HAT1 induces lung cancer cell apoptosis via up regulating Fas | Han | Oncotarget

INTRODUCTION

Lung cancer (LC) is one of the leading diseases of human death [18]. Although the research in this area advanced rapidly in the past several decades, the pathogenesis of LC is still unclear [2]. Despite chemotherapy, radiotherapy and surgery can be used to treat LC, the therapeutic efficacy is unsatisfactory currently; the five-year survival rate of LC is less than 20% [21]. Therefore, it is urgent to invent novel and effective therapies for the treatment of LC. On the other hand, to further investigate the pathogenesis of LC can facilitate to design new and more effective approaches for the management of LC.

Published data indicate that the deregulation of apoptotic mechanism plays a crucial role in the pathogenesis of LC [14]. Apoptosis is also called programmed cell death. The role of apoptosis is to remove senescent cells or damaged cells [4]. Apoptosis in the cells can be regulated by intrinsic or/and extrinsic factors [13]. For example, tumor necrosis factor (TNF), toxic materials, viral infections, and radiations initiate apoptosis [11], while aberrant expression of growth factors may result in deregulation of apoptosis. Although the role of deregulation of apoptosis in LC pathogenesis has been recognized [14], the causative factors are less understood. The management of deregulation of apoptosis remains to be further investigated.

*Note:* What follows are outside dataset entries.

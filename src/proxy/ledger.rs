//! Client-side model of a follower's proxy contract.
//!
//! The contract is authoritative; this mirrors its accounting so execution can refuse
//! calls the contract would revert, and so fee previews match what a withdrawal charges.

use std::collections::HashSet;

use alloy::primitives::Address;
use rust_decimal::Decimal;
use serde::{Deserialize, Serialize};
use thiserror::Error;

const BPS_DENOMINATOR: i64 = 10_000;

#[derive(Debug, Clone, Copy, PartialEq, Eq, Serialize, Deserialize)]
#[serde(rename_all = "UPPERCASE")]
pub enum FeeTier {
    Starter,
    Pro,
    Whale,
}

impl FeeTier {
    pub fn fee_bps(&self) -> u32 {
        match self {
            FeeTier::Starter => 1_000,
            FeeTier::Pro => 500,
            FeeTier::Whale => 200,
        }
    }

    pub fn from_bps(bps: u32) -> Option<Self> {
        match bps {
            1_000 => Some(FeeTier::Starter),
            500 => Some(FeeTier::Pro),
            200 => Some(FeeTier::Whale),
            _ => None,
        }
    }
}

#[derive(Debug, Clone, PartialEq, Error)]
pub enum ProxyError {
    #[error("Execution paused")]
    Paused,

    #[error("Target not allowed: {0}")]
    TargetNotAllowed(Address),

    #[error("insufficient proxy balance: {available} < {required}")]
    InsufficientBalance { available: Decimal, required: Decimal },

    #[error("withdrawal of {requested} exceeds balance {balance}")]
    WithdrawExceedsBalance { requested: Decimal, balance: Decimal },
}

/// Snapshot of one proxy's on-chain state, in USDC.
#[derive(Debug, Clone, PartialEq, Serialize, Deserialize)]
pub struct ProxyAccount {
    pub address: Address,
    pub balance: Decimal,
    pub total_deposited: Decimal,
    pub total_withdrawn: Decimal,
    pub total_fees_paid: Decimal,
    pub fee_percent_bps: u32,
    pub allowed_targets: HashSet<Address>,
    pub is_paused: bool,
}

/// Result of previewing a withdrawal.
#[derive(Debug, Clone, Copy, PartialEq, Eq)]
pub struct WithdrawalPreview {
    pub fee: Decimal,
    pub net: Decimal,
}

impl ProxyAccount {
    pub fn new(address: Address, tier: FeeTier) -> Self {
        Self {
            address,
            balance: Decimal::ZERO,
            total_deposited: Decimal::ZERO,
            total_withdrawn: Decimal::ZERO,
            total_fees_paid: Decimal::ZERO,
            fee_percent_bps: tier.fee_bps(),
            allowed_targets: HashSet::new(),
            is_paused: false,
        }
    }

    /// `balance + total_withdrawn - total_deposited`. Negative while in drawdown.
    pub fn profit(&self) -> Decimal {
        self.balance + self.total_withdrawn - self.total_deposited
    }

    pub fn tier(&self) -> Option<FeeTier> {
        FeeTier::from_bps(self.fee_percent_bps)
    }

    /// Performance fee charged for withdrawing `amount`.
    ///
    /// The fee applies to the share of realized profit being withdrawn:
    /// `bps/10000 × max(0, profit) × amount/balance`, bounded by the profit itself.
    pub fn withdrawal_fee(&self, amount: Decimal) -> Decimal {
        let profit = self.profit();
        if profit <= Decimal::ZERO || self.balance <= Decimal::ZERO || amount <= Decimal::ZERO {
            return Decimal::ZERO;
        }

        let fraction = (amount / self.balance).min(Decimal::ONE);
        let rate = Decimal::from(self.fee_percent_bps) / Decimal::from(BPS_DENOMINATOR);
        (rate * profit * fraction).min(profit)
    }

    pub fn preview_withdrawal(&self, amount: Decimal) -> Result<WithdrawalPreview, ProxyError> {
        if amount > self.balance {
            return Err(ProxyError::WithdrawExceedsBalance {
                requested: amount,
                balance: self.balance,
            });
        }
        let fee = self.withdrawal_fee(amount);
        Ok(WithdrawalPreview { fee, net: amount - fee })
    }

    /// Apply a deposit the way the contract books it.
    pub fn apply_deposit(&mut self, amount: Decimal) {
        self.balance += amount;
        self.total_deposited += amount;
    }

    /// Apply a withdrawal the way the contract books it: the full amount leaves the
    /// balance, the fee goes to the treasury and the rest to the owner.
    pub fn apply_withdrawal(&mut self, amount: Decimal) -> Result<WithdrawalPreview, ProxyError> {
        let preview = self.preview_withdrawal(amount)?;
        self.balance -= amount;
        self.total_withdrawn += amount;
        self.total_fees_paid += preview.fee;
        Ok(preview)
    }

    /// Checks the contract performs before `execute(target, data)`.
    pub fn check_execute(&self, target: Address) -> Result<(), ProxyError> {
        if self.is_paused {
            return Err(ProxyError::Paused);
        }
        if !self.allowed_targets.contains(&target) {
            return Err(ProxyError::TargetNotAllowed(target));
        }
        Ok(())
    }

    pub fn ensure_balance(&self, required: Decimal) -> Result<(), ProxyError> {
        if self.balance < required {
            return Err(ProxyError::InsufficientBalance {
                available: self.balance,
                required,
            });
        }
        Ok(())
    }
}
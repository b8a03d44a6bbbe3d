use axum::extract::{Query, State};
use axum::Json;
use serde::Deserialize;

use crate::errors::AppError;
use crate::queue::ops::{self, DlqRow};
use crate::queue::QueueStats;
use crate::AppState;

const MAX_PEEK: usize = 500;

#[derive(Debug, Deserialize)]
pub struct DlqQuery {
    pub limit: Option<usize>,
}

/// GET /api/queue/stats
pub async fn stats(State(state): State<AppState>) -> Result<Json<QueueStats>, AppError> {
    Ok(Json(state.queue.stats().await?))
}

/// GET /api/queue/dlq?limit=N: the newest N dead letters, oldest of them first.
pub async fn dlq(
    State(state): State<AppState>,
    Query(query): Query<DlqQuery>,
) -> Result<Json<Vec<DlqRow>>, AppError> {
    let limit = query.limit.unwrap_or(50);
    if limit == 0 || limit > MAX_PEEK {
        return Err(AppError::BadRequest(format!("limit must be between 1 and {MAX_PEEK}")));
    }
    Ok(Json(ops::peek(&state.queue, limit).await?))
}
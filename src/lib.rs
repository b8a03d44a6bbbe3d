pub mod api;
pub mod chain;
pub mod config;
pub mod db;
pub mod errors;
pub mod execution;
pub mod ingestion;
pub mod metrics;
pub mod models;
pub mod polymarket;
pub mod proxy;
pub mod queue;
pub mod services;

use std::sync::atomic::AtomicBool;
use std::sync::Arc;

use tokio::sync::watch;

use crate::config::AppConfig;
use crate::db::IntentStore;
use crate::ingestion::ListenerState;
use crate::queue::JobQueue;

#[derive(Clone)]
pub struct AppState {
    /// `None` when running on in-memory stores.
    pub db: Option<sqlx::PgPool>,
    pub config: AppConfig,
    pub queue: JobQueue,
    pub intents: Arc<dyn IntentStore>,
    pub metrics_handle: metrics_exporter_prometheus::PrometheusHandle,
    pub pause_flag: Arc<AtomicBool>,
    pub listener_state: Option<watch::Receiver<ListenerState>>,
}
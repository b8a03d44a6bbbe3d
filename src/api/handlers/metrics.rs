use axum::extract::State;
use axum::http::header::CONTENT_TYPE;
use axum::response::IntoResponse;

use crate::AppState;

pub async fn render(State(state): State<AppState>) -> impl IntoResponse {
    // keeps the queue gauges current for each scrape
    if let Err(e) = state.queue.stats().await {
        tracing::warn!(error = %e, "Queue stats unavailable during scrape");
    }
    let body = state.metrics_handle.render();
    ([(CONTENT_TYPE, "text/plain; version=0.0.4")], body)
}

Fas and p53 play an important role in the regulation of apoptosis. P53 is a cancer suppressor protein; it induces cancer cell death via inducing cancer cell apoptosis. Most cancer cells express less p53 or express mutated p53 [12]. Fas is also called CD95, is one of the best studied death receptors. Fas contains a death domain and is involved in the pathogenesis of a number of cancers. To increase the expression of Fas can induce cancer cell death [10]. Yet, the remedies to regulate aberrant Fas expression are still limited.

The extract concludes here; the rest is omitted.